* **About this exercise**
Look through the records below for the line with "pub fn instructions(&self)" and the line with "pub fn debug_items(&self)", then return those lines and all lines between, exactly.

Dataset excerpts:
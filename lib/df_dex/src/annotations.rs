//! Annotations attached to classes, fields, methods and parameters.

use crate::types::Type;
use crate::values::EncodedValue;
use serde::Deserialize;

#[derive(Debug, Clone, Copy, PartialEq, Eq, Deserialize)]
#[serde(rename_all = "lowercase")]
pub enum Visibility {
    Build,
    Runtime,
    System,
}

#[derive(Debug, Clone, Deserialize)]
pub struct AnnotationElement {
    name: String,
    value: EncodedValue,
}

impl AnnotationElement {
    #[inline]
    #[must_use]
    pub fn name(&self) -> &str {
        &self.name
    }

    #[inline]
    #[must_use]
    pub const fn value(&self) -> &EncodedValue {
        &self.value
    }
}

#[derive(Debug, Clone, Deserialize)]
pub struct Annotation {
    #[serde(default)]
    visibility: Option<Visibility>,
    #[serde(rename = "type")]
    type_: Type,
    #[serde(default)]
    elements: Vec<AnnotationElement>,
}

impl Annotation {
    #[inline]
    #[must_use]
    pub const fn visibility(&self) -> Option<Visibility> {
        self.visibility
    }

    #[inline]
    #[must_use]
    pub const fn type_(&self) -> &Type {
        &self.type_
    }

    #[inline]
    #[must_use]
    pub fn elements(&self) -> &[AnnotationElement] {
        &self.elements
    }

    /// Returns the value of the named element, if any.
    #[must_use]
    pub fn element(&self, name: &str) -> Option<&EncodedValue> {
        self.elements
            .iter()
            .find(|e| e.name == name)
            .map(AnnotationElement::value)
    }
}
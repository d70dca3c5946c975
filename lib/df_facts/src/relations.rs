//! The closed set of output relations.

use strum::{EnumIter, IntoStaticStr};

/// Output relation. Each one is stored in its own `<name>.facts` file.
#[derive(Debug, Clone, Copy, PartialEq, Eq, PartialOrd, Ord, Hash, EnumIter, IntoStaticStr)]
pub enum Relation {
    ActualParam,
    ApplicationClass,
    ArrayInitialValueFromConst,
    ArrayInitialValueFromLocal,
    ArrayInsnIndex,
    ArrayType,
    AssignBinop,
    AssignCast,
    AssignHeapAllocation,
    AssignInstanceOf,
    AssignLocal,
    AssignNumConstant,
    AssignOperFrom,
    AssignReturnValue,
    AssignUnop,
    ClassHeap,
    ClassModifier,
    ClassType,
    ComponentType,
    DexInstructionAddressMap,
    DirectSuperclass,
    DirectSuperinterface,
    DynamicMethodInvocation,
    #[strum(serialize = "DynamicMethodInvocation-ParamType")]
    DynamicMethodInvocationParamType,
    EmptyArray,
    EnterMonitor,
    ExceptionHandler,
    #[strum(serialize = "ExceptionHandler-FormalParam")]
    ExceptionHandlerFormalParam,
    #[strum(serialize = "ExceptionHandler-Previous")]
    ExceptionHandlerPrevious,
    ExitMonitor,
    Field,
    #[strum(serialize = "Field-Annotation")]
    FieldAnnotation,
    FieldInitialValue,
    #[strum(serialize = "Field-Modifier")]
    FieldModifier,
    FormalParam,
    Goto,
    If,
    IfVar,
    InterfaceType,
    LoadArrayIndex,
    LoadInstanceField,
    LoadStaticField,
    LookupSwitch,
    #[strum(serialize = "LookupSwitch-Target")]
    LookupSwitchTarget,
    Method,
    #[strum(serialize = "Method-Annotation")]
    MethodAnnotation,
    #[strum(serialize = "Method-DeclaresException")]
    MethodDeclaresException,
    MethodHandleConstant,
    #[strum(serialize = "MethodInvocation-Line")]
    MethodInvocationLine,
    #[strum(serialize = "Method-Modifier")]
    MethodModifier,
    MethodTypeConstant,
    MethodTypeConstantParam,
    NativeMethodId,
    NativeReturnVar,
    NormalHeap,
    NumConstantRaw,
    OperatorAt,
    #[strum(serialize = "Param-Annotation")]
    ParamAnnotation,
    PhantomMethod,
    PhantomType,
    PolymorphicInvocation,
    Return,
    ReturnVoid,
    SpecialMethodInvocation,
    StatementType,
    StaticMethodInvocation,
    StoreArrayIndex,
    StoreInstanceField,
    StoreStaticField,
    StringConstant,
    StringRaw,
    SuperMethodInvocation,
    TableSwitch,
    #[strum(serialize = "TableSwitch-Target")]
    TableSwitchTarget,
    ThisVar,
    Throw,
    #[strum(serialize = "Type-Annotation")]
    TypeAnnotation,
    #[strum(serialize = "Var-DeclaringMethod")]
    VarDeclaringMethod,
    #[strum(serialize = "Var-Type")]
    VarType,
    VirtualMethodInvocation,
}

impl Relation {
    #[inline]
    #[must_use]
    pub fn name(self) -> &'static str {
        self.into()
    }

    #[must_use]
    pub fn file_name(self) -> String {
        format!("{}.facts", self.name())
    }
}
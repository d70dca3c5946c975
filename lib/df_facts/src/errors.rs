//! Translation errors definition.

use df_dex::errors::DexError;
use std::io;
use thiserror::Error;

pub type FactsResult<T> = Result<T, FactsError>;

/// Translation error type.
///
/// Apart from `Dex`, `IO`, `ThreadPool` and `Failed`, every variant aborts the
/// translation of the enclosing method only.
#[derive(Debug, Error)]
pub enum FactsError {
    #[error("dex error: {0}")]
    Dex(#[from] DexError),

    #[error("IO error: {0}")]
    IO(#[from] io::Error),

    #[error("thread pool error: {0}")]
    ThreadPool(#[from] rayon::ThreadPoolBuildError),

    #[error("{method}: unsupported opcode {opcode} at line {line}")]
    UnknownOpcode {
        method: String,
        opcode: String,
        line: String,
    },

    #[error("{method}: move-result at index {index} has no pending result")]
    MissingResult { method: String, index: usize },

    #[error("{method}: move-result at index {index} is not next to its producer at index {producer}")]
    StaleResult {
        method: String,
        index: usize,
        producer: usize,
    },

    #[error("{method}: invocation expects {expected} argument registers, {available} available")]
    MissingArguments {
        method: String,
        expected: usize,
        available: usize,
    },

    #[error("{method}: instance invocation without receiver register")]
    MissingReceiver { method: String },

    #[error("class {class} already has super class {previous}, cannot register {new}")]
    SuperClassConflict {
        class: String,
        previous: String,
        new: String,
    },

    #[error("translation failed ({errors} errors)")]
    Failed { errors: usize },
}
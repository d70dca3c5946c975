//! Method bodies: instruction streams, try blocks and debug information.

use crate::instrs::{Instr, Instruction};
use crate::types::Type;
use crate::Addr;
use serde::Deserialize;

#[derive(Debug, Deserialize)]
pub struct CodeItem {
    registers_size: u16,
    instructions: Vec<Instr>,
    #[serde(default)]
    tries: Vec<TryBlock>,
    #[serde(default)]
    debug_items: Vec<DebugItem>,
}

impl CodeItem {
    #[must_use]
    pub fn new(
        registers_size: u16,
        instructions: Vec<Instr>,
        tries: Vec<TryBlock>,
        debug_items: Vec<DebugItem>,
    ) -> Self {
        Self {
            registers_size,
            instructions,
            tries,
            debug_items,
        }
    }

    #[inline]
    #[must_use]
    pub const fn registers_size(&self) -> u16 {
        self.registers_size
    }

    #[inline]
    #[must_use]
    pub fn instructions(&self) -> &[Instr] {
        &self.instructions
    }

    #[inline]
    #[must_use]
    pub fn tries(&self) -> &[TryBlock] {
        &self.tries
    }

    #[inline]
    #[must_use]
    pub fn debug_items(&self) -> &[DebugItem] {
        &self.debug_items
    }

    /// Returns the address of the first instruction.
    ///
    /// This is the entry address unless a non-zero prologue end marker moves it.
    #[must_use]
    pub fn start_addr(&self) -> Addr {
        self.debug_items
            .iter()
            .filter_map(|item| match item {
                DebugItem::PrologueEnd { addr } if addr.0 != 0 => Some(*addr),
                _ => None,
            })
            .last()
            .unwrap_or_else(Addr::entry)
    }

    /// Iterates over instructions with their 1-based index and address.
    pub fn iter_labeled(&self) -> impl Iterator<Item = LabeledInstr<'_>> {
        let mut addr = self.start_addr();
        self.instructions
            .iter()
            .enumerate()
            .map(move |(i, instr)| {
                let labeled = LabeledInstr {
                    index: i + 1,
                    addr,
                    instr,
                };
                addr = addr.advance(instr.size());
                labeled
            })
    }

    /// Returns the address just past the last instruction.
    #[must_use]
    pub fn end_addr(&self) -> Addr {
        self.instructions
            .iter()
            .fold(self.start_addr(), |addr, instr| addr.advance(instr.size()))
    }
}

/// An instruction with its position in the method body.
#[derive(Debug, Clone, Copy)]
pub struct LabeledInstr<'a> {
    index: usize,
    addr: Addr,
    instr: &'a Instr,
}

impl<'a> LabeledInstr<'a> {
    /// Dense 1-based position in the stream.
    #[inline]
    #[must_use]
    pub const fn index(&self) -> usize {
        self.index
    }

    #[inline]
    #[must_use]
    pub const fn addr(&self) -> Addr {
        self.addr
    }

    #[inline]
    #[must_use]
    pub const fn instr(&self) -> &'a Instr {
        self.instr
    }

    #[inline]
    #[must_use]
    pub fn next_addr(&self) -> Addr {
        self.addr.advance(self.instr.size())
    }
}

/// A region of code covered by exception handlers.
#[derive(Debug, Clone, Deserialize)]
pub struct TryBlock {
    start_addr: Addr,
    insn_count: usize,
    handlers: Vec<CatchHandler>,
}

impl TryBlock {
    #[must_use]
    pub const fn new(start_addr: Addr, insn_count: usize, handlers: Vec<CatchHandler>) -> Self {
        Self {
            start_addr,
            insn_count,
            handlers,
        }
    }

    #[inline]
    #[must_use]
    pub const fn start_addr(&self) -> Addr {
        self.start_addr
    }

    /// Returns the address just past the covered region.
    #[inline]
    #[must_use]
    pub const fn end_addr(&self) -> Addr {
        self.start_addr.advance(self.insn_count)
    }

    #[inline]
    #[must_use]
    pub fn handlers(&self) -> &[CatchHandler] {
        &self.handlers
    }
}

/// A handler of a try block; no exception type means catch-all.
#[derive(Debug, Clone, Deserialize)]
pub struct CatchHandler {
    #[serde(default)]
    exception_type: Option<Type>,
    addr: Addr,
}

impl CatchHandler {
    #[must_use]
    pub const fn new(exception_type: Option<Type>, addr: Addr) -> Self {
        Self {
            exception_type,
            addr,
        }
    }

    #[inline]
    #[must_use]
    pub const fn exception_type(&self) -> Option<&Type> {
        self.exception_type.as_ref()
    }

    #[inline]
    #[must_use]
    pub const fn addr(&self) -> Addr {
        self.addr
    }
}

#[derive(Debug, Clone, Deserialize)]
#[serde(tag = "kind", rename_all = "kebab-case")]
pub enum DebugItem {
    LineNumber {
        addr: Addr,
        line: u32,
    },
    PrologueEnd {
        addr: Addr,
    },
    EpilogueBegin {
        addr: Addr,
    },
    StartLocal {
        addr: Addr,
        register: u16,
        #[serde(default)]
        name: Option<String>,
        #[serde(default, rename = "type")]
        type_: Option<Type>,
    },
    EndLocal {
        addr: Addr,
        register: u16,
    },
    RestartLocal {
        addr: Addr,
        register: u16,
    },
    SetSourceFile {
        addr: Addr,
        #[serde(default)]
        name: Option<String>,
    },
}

* **Exercise output**
    pub fn instructions(&self) -> &[Instr] {
        &self.instructions
    }

    #[inline]
    #[must_use]
    pub fn tries(&self) -> &[TryBlock] {
        &self.tries
    }

    #[inline]
    #[must_use]
    pub fn debug_items(&self) -> &[DebugItem] {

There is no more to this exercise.